## What you will do
Exactly the lines below from the one with "repository 076d0e73f07129fc" up to and including the one with "from external data" make up the answer, with nothing else added.

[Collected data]
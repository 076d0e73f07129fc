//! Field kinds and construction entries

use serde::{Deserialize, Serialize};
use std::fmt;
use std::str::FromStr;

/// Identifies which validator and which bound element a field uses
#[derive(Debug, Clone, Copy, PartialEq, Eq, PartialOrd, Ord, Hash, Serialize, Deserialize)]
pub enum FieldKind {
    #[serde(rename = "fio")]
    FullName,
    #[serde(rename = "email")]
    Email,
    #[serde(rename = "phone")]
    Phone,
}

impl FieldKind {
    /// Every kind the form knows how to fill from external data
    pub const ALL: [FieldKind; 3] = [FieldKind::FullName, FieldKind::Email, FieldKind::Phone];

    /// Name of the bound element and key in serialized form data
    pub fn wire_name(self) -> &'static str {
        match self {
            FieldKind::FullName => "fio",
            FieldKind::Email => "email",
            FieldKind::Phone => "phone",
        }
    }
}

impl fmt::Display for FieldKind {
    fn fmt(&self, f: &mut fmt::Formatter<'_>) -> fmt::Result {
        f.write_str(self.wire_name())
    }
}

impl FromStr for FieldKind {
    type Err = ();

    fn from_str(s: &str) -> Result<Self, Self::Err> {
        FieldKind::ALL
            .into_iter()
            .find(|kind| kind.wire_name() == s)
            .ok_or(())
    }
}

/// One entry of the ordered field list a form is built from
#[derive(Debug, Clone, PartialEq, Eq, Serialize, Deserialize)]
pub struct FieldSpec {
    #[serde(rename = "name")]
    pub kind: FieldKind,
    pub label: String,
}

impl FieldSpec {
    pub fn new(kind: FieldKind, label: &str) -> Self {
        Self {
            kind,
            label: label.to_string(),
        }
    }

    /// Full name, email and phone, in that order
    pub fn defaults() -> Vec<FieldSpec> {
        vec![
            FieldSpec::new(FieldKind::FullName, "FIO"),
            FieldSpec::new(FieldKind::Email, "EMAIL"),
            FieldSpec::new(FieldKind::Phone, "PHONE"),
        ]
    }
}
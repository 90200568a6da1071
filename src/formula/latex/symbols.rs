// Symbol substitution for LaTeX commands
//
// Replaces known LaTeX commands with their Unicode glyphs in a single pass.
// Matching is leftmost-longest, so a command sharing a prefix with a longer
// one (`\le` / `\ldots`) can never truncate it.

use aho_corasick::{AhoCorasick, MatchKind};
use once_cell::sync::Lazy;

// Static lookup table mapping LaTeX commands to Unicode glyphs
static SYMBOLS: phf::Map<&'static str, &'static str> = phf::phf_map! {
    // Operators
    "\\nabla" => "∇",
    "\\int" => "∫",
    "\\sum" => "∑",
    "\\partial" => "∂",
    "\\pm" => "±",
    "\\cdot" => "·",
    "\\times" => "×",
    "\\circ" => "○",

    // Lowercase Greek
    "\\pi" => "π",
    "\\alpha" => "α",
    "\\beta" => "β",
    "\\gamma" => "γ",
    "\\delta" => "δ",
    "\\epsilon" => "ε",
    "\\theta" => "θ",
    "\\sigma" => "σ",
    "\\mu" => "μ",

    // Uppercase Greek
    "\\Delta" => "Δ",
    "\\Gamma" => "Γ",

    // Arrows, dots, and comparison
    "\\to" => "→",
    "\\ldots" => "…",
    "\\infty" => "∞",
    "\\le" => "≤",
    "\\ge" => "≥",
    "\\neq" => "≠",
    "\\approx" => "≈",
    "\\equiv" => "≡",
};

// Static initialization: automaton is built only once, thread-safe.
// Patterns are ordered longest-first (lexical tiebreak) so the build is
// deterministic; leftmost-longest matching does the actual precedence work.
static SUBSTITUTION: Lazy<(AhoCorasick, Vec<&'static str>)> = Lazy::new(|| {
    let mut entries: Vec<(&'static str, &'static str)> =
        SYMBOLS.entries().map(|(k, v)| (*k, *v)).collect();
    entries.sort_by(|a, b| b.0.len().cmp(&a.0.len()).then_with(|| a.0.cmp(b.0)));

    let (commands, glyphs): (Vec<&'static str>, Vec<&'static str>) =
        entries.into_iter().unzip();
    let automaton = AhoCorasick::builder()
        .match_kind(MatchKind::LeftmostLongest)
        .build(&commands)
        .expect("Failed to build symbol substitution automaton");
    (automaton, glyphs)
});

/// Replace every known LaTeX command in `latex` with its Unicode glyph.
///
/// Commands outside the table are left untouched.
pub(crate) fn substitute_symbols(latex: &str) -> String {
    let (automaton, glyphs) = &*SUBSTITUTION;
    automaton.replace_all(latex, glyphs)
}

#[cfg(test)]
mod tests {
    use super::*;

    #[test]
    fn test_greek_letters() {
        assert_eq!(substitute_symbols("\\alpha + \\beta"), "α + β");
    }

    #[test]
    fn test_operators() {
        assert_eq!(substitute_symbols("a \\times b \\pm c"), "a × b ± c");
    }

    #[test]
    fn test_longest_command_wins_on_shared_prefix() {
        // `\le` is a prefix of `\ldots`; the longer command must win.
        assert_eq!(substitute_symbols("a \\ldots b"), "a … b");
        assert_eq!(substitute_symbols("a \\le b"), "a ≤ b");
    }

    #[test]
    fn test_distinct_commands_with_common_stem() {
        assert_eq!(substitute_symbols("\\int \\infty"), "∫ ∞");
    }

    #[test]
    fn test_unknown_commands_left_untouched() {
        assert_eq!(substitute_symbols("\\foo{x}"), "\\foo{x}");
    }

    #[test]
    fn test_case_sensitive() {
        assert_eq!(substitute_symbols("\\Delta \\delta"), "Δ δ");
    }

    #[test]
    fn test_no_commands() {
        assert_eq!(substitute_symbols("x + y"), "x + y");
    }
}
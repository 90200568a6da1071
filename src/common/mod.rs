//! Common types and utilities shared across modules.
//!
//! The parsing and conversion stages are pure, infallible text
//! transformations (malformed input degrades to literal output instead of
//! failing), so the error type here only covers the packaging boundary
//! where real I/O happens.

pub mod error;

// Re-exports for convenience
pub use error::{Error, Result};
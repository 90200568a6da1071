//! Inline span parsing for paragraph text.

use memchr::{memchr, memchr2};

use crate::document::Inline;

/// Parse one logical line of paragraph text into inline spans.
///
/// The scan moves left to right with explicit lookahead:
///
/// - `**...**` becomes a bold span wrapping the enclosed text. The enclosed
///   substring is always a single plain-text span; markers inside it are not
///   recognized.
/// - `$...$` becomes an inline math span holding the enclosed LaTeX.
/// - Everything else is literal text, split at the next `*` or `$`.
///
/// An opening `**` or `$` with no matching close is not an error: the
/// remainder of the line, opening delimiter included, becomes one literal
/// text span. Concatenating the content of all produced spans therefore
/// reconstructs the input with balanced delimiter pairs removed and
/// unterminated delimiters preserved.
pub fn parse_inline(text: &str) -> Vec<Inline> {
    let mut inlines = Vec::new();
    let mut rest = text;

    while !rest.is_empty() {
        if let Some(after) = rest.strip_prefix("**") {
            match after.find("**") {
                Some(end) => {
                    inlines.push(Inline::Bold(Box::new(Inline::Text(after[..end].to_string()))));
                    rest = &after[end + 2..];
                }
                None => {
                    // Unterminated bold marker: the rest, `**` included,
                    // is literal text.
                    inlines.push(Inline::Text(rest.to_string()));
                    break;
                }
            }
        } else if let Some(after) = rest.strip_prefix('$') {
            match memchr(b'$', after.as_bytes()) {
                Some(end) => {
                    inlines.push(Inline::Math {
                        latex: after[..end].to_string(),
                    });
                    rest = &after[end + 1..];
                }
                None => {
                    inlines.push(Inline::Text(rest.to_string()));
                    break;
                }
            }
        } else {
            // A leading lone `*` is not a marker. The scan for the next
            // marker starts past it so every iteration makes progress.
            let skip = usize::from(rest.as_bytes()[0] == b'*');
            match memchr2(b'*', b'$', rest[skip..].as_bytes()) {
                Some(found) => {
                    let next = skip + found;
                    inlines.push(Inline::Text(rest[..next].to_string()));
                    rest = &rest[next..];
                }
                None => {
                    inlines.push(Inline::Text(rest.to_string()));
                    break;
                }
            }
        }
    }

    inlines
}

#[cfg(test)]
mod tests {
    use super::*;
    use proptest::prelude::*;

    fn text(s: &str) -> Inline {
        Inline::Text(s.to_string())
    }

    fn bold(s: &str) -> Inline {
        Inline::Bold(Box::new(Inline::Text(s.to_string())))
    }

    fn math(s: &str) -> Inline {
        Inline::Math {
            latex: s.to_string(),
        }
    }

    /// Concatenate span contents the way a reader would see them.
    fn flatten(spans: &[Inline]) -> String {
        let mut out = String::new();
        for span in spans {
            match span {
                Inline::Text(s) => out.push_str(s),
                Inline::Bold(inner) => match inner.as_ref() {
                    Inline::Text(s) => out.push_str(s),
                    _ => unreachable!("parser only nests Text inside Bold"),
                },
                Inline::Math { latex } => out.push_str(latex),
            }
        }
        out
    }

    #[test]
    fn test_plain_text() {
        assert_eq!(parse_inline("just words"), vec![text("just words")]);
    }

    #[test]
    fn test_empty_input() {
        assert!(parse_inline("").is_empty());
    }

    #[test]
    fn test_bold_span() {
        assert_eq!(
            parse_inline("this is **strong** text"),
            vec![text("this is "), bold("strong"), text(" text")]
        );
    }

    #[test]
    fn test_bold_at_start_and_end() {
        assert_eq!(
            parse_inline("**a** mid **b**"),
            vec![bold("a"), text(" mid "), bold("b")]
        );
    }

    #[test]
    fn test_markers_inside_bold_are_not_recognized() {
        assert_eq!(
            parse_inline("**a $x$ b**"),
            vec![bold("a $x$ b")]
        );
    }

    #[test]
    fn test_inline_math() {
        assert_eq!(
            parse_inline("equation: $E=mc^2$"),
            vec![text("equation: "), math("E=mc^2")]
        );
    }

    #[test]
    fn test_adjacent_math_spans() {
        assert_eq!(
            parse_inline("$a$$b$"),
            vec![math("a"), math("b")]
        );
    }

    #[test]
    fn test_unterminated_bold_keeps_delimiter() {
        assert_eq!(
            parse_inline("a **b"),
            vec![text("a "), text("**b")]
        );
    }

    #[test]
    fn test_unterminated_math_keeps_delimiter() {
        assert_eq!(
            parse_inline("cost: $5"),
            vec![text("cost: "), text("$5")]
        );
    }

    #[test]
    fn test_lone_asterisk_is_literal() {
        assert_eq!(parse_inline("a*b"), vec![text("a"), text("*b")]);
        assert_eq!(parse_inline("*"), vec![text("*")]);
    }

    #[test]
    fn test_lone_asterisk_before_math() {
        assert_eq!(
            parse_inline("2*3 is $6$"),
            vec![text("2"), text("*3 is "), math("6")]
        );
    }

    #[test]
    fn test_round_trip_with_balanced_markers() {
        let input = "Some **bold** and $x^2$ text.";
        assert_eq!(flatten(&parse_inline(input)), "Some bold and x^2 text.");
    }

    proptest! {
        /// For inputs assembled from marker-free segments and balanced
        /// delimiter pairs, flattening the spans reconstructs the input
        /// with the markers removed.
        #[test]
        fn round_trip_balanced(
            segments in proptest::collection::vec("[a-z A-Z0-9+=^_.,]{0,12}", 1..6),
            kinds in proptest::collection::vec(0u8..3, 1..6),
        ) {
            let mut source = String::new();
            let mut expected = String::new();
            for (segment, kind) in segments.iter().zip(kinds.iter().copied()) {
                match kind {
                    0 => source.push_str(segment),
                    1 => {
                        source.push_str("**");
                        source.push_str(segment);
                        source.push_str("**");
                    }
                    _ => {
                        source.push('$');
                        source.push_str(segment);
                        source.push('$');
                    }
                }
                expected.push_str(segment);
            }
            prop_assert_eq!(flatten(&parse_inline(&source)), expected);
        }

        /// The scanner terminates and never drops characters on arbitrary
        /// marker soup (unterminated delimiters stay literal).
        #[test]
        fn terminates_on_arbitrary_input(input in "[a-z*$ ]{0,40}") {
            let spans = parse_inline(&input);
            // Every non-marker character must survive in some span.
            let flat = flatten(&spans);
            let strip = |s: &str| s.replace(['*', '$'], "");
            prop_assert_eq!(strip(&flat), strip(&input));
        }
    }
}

==

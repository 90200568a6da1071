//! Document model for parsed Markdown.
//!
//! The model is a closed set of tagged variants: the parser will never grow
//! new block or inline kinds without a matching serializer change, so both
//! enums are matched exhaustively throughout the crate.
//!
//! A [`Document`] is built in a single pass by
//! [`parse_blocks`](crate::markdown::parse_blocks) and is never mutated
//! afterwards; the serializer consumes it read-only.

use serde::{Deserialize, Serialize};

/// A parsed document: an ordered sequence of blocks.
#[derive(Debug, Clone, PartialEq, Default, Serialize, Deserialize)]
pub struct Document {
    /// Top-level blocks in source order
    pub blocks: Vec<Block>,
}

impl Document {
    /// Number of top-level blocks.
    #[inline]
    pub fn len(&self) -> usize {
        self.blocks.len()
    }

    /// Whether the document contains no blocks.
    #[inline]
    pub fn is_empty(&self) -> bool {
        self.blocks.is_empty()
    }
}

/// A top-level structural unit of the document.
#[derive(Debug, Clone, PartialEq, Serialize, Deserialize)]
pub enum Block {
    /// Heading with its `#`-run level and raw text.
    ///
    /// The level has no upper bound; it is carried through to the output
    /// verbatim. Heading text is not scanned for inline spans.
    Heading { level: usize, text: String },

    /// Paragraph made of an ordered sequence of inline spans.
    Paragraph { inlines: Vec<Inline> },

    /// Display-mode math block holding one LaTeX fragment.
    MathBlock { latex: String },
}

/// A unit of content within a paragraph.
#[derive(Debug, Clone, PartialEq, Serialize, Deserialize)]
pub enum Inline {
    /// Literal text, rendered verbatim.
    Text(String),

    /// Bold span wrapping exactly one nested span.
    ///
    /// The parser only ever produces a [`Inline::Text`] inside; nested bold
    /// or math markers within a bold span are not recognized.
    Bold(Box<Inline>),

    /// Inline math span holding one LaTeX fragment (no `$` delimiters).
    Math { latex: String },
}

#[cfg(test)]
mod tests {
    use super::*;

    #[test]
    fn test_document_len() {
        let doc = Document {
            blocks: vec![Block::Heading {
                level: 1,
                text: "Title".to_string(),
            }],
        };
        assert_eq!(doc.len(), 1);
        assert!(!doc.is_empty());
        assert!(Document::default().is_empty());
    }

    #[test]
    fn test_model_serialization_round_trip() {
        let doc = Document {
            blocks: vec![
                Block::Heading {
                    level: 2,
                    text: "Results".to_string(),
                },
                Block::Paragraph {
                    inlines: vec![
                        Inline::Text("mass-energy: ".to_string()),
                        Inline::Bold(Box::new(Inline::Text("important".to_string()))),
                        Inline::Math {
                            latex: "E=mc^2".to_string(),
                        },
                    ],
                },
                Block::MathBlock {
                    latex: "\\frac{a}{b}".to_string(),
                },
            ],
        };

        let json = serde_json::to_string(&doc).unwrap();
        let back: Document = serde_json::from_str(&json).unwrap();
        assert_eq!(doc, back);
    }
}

## Reply to the exercise
repository 076d0e73f07129fc
//! Field kinds and construction entries

use serde::{Deserialize, Serialize};
use std::fmt;
use std::str::FromStr;

/// Identifies which validator and which bound element a field uses
#[derive(Debug, Clone, Copy, PartialEq, Eq, PartialOrd, Ord, Hash, Serialize, Deserialize)]
pub enum FieldKind {
    #[serde(rename = "fio")]
    FullName,
    #[serde(rename = "email")]
    Email,
    #[serde(rename = "phone")]
    Phone,
}

impl FieldKind {
    /// Every kind the form knows how to fill from external data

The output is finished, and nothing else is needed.